Excellent point! I knew that there was a reason why I kept reading all these posts; this kind of observation is what makes it worth my time. 

Have you ever watched Tony Porter's A Call to Men TED Talk? He is touching on how differently he raised his daughter and his son based on gender alone. I don't recall how old his son was, but I believe he was about 3 and Tony told him to stop whining when the son was crying. When his daughter was in the same situation, he tried to comfort her. And people wonder why US men generally have a hard time expressing emotions. 
(My parent shut all of us three girls up by telling us that we "felt sorry for ourselves" all the time, so I have a very hard time sharing what bothers me too. This was true even when we were seriously sick and should have ended up in the hospital; "walk it off". Later in life, this conditioned attitude almost literally had me killed, I am not joking. I have no idea if it was denial on their part, laziness, or that they just didn't care - I guess it really doesn't matter anyway. I agree that it is a very efficient way of shutting someone up/down and making them internalize everything. And no, I am not whining, just making a point.) 

That said, there are different ways to express a concern to make an audience more accessible/sympathetic, as has been pointed out in other posts on this thread. It is up to the individual reader to embrace that message or not.


----------



## FauxPlasticTrees (Jul 2, 2013)

Strange Moon said:


> I only wrote about it because for some reason you assumed that I'm some kind of frustrated single nice guy.
> So now advising guys to not give gifts to women they are dating is considered sexist? Interesting.,



Nope, people are considered sexist for saying sexist things, aka. the thing I quoted off you earlier. 


I don't know why I would still bother with your pointless arguing, as you seem be unable to keep track of your own sayings or grasp basic concepts, but here goes.


Here is what you said in two different posts of yours:

"I would not shower the women with gifts and pay their meals because it would be a sure way to lose any attraction I might have."

"I really like to give gifts and pay for drinks or even for a dinner every now and then, I often do it for friends (male and female) but if I would "date" a woman I'd let her pay for herself because I know my generosity will probably not be appreciated."



*sex·ism*

_noun_ \ˈsek-ˌsi-zəm\

*Definition of SEXISM*

*1*
*:* prejudice or discrimination based on sex; 

*2*
*:* behavior, conditions, or attitudes that foster stereotypes of social roles based on sex


Expecting a certain kind of behaviour based on said person's sex, (for instance the failure to appreciate a favour or a gift, or loosing attraction to someone in the absence of favours or gifts): sexism.

You're welcome.


----------



## strangestdude (Dec 8, 2011)

series0 said:


> Anyway, I have almost fallen into the pit of despair my friend in High School called, "Going Cosmic". He refused to bother with women at all. Not worth the trouble. In general, I agree.

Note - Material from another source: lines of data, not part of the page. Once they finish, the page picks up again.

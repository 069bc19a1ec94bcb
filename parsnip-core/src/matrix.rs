//! Triangular distance matrix over the current vertex population.
//!
//! Row `i` stores the distances to every vertex with a smaller dense index,
//! so the full matrix costs half the memory and every lookup is
//! `rows[max][min]`. The matrix grows by appending rows for freshly inferred
//! vertices and shrinks by compacting surviving rows in place, which keeps
//! the per-iteration cost proportional to what actually changed.

use std::collections::HashMap;

use rayon::prelude::*;

use crate::error::{Result, SearchError};
use crate::mutation::count_between;
use crate::seq::SeqPolicy;

/// Distance returned by the corrected metrics when the estimate diverges.
pub const DIVERGED_DISTANCE: f64 = 10.0;

/// One row owner: a vertex id plus its sequence bytes.
#[derive(Debug, Clone, Copy)]
pub struct MatrixEntry<'a> {
    /// Vertex identifier.
    pub id: u32,
    /// Sequence bytes backing the row.
    pub seq: &'a [u8],
}

/// Lower-triangular matrix of substitution counts.
#[derive(Debug, Clone, Default)]
pub struct DistanceMatrix {
    rows: Vec<Vec<u16>>,
    ids: Vec<u32>,
    index: HashMap<u32, usize>,
}

impl DistanceMatrix {
    /// Computes the full matrix for the given entries. Rows are filled in
    /// parallel; the scan itself is a pure function of the sequences.
    #[must_use]
    pub fn compute(entries: &[MatrixEntry<'_>], policy: &SeqPolicy) -> Self {
        let rows: Vec<Vec<u16>> = entries
            .par_iter()
            .enumerate()
            .map(|(i, e)| {
                entries[..i]
                    .iter()
                    .map(|o| count_between(e.seq, o.seq, policy))
                    .collect()
            })
            .collect();
        Self::assemble(entries, rows)
    }

    /// Computes the matrix for masked sequences, reusing unmasked distances
    /// from an earlier matrix where both vertices are known to it. For a
    /// reused pair the masked distance is the stored distance minus the
    /// substitutions at the masked columns of the original sequences.
    #[must_use]
    pub fn compute_reusing(
        masked: &[MatrixEntry<'_>],
        originals: &[MatrixEntry<'_>],
        masked_columns: &[usize],
        policy: &SeqPolicy,
        prev: &Self,
    ) -> Self {
        let rows: Vec<Vec<u16>> = masked
            .par_iter()
            .enumerate()
            .map(|(i, e)| {
                (0..i)
                    .map(|j| {
                        let o = masked[j];
                        match prev.distance(e.id, o.id) {
                            Ok(full) => {
                                let at_masked = originals
                                    .get(i)
                                    .zip(originals.get(j))
                                    .map_or(0, |(a, b)| {
                                        masked_change_count(a.seq, b.seq, masked_columns, policy)
                                    });
                                full.saturating_sub(at_masked)
                            }
                            Err(_) => count_between(e.seq, o.seq, policy),
                        }
                    })
                    .collect()
            })
            .collect();
        Self::assemble(masked, rows)
    }

    fn assemble(entries: &[MatrixEntry<'_>], rows: Vec<Vec<u16>>) -> Self {
        let ids: Vec<u32> = entries.iter().map(|e| e.id).collect();
        let index = ids.iter().enumerate().map(|(i, &id)| (id, i)).collect();
        let mut matrix = Self { rows, ids, index };
        matrix.rows.reserve(matrix.ids.len());
        matrix
    }

    /// Number of vertices the matrix currently covers.
    #[must_use]
    pub fn len(&self) -> usize {
        self.ids.len()
    }

    /// True when the matrix covers no vertices.
    #[must_use]
    pub fn is_empty(&self) -> bool {
        self.ids.is_empty()
    }

    /// Whether the matrix has a row for the vertex.
    #[must_use]
    pub fn contains(&self, id: u32) -> bool {
        self.index.contains_key(&id)
    }

    /// Vertex ids in dense row order.
    #[must_use]
    pub fn ids(&self) -> &[u32] {
        &self.ids
    }

    /// Symmetric lookup; zero on the diagonal.
    ///
    /// # Errors
    /// Returns [`SearchError::UnknownVertex`] when either id has no row.
    pub fn distance(&self, a: u32, b: u32) -> Result<u16> {
        let i = self.row_of(a)?;
        let j = self.row_of(b)?;
        Ok(self.at(i, j))
    }

    /// Lookup by dense row index; callers that already walk dense indices
    /// avoid the id map entirely.
    #[must_use]
    pub fn at(&self, i: usize, j: usize) -> u16 {
        if i == j {
            return 0;
        }
        let (hi, lo) = if i > j { (i, j) } else { (j, i) };
        self.rows
            .get(hi)
            .and_then(|row| row.get(lo))
            .copied()
            .unwrap_or(0)
    }

    fn row_of(&self, id: u32) -> Result<usize> {
        self.index
            .get(&id)
            .copied()
            .ok_or(SearchError::UnknownVertex { id })
    }

    /// Appends rows for new vertices. `all` must start with the current
    /// population in row order, followed by the additions; only the new rows
    /// are computed.
    ///
    /// # Errors
    /// Returns [`SearchError::UnknownVertex`] when the prefix of `all` does
    /// not match the current row order.
    pub fn append(&mut self, all: &[MatrixEntry<'_>], policy: &SeqPolicy) -> Result<()> {
        for (i, e) in all.iter().take(self.ids.len()).enumerate() {
            if self.ids.get(i).copied() != Some(e.id) {
                return Err(SearchError::UnknownVertex { id: e.id });
            }
        }
        let old_len = self.ids.len();
        let new_rows: Vec<Vec<u16>> = all
            .par_iter()
            .enumerate()
            .skip(old_len)
            .map(|(i, e)| {
                all[..i]
                    .iter()
                    .map(|o| count_between(e.seq, o.seq, policy))
                    .collect()
            })
            .collect();
        for (e, row) in all.iter().skip(old_len).zip(new_rows) {
            self.index.insert(e.id, self.ids.len());
            self.ids.push(e.id);
            self.rows.push(row);
        }
        Ok(())
    }

    /// Compacts the matrix to the surviving ids, which must be a subsequence
    /// of the current row order. Row storage is reused in place.
    ///
    /// # Errors
    /// Returns [`SearchError::UnknownVertex`] when a kept id has no row or
    /// the kept ids are out of order.
    pub fn restore(&mut self, kept: &[u32]) -> Result<()> {
        let mut old_indices = Vec::with_capacity(kept.len());
        let mut prev = None;
        for &id in kept {
            let idx = self.row_of(id)?;
            if prev.is_some_and(|p| p >= idx) {
                return Err(SearchError::UnknownVertex { id });
            }
            prev = Some(idx);
            old_indices.push(idx);
        }
        for (new_i, &old_i) in old_indices.iter().enumerate() {
            if new_i != old_i {
                self.rows.swap(new_i, old_i);
            }
            let row = &mut self.rows[new_i];
            for (new_j, &old_j) in old_indices.iter().take(new_i).enumerate() {
                row[new_j] = row[old_j];
            }
            row.truncate(new_i);
        }
        self.rows.truncate(kept.len());
        self.ids = kept.to_vec();
        self.index = self
            .ids
            .iter()
            .enumerate()
            .map(|(i, &id)| (id, i))
            .collect();
        Ok(())
    }

    /// Saturating point adjustment of one pair; positive `delta` increases
    /// the stored distance.
    ///
    /// # Errors
    /// Returns [`SearchError::UnknownVertex`] when either id has no row.
    pub fn adjust(&mut self, a: u32, b: u32, delta: i32) -> Result<()> {
        let i = self.row_of(a)?;
        let j = self.row_of(b)?;
        if i == j {
            return Ok(());
        }
        let (hi, lo) = if i > j { (i, j) } else { (j, i) };
        if let Some(cell) = self.rows.get_mut(hi).and_then(|row| row.get_mut(lo)) {
            let next = i64::from(*cell) + i64::from(delta);
            *cell = u16::try_from(next.clamp(0, i64::from(u16::MAX))).unwrap_or(0);
        }
        Ok(())
    }

    /// Recomputes one vertex's row and column after its sequence changed.
    ///
    /// # Errors
    /// Returns [`SearchError::UnknownVertex`] when the id has no row or an
    /// entry id is unknown.
    pub fn recompute_row(
        &mut self,
        id: u32,
        entries: &[MatrixEntry<'_>],
        policy: &SeqPolicy,
    ) -> Result<()> {
        let i = self.row_of(id)?;
        let changed = entries
            .iter()
            .find(|e| e.id == id)
            .ok_or(SearchError::UnknownVertex { id })?;
        for e in entries {
            if e.id == id {
                continue;
            }
            let j = self.row_of(e.id)?;
            let d = count_between(changed.seq, e.seq, policy);
            let (hi, lo) = if i > j { (i, j) } else { (j, i) };
            if let Some(cell) = self.rows.get_mut(hi).and_then(|row| row.get_mut(lo)) {
                *cell = d;
            }
        }
        Ok(())
    }
}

I understand that pit too. I don't want a serious relationship again for a while (I'm 29, so perhaps late 30's), but desire a casual one. I don't seem to be the kind of man who can separate sex from emotion (all the more power to those who can).



> On the flip side one of my best friend's dad just deals with prostitutes and claims to be the happiest man alive. He gets tit every time for his tat. Truth be told he says he engages a few of his whores on a deeper level and that goes well also. It's the missing expectation and entitlement gradient that he points to as the issue. I think he is right.


That's interesting. 

Patrice O Neal attributed his 'turn around' in regards to dating and relationships after spending time with friendly prostitutes in Brazil. He said the way the treat you doesn't make you feel like you are just 'paying for pussy', in contrast he said there's a mutual resentment in the prostitute-client relationship in the US. 

He said before his experience with Brazilian prostitutes he was literally the kind of guy who would write poems, and give flowers, etc to women. And when he came back he thought to himself "Why do I have to travel to a 3rd world country to get whores, to experience this?"

After that he became the misogynist genius that he was...]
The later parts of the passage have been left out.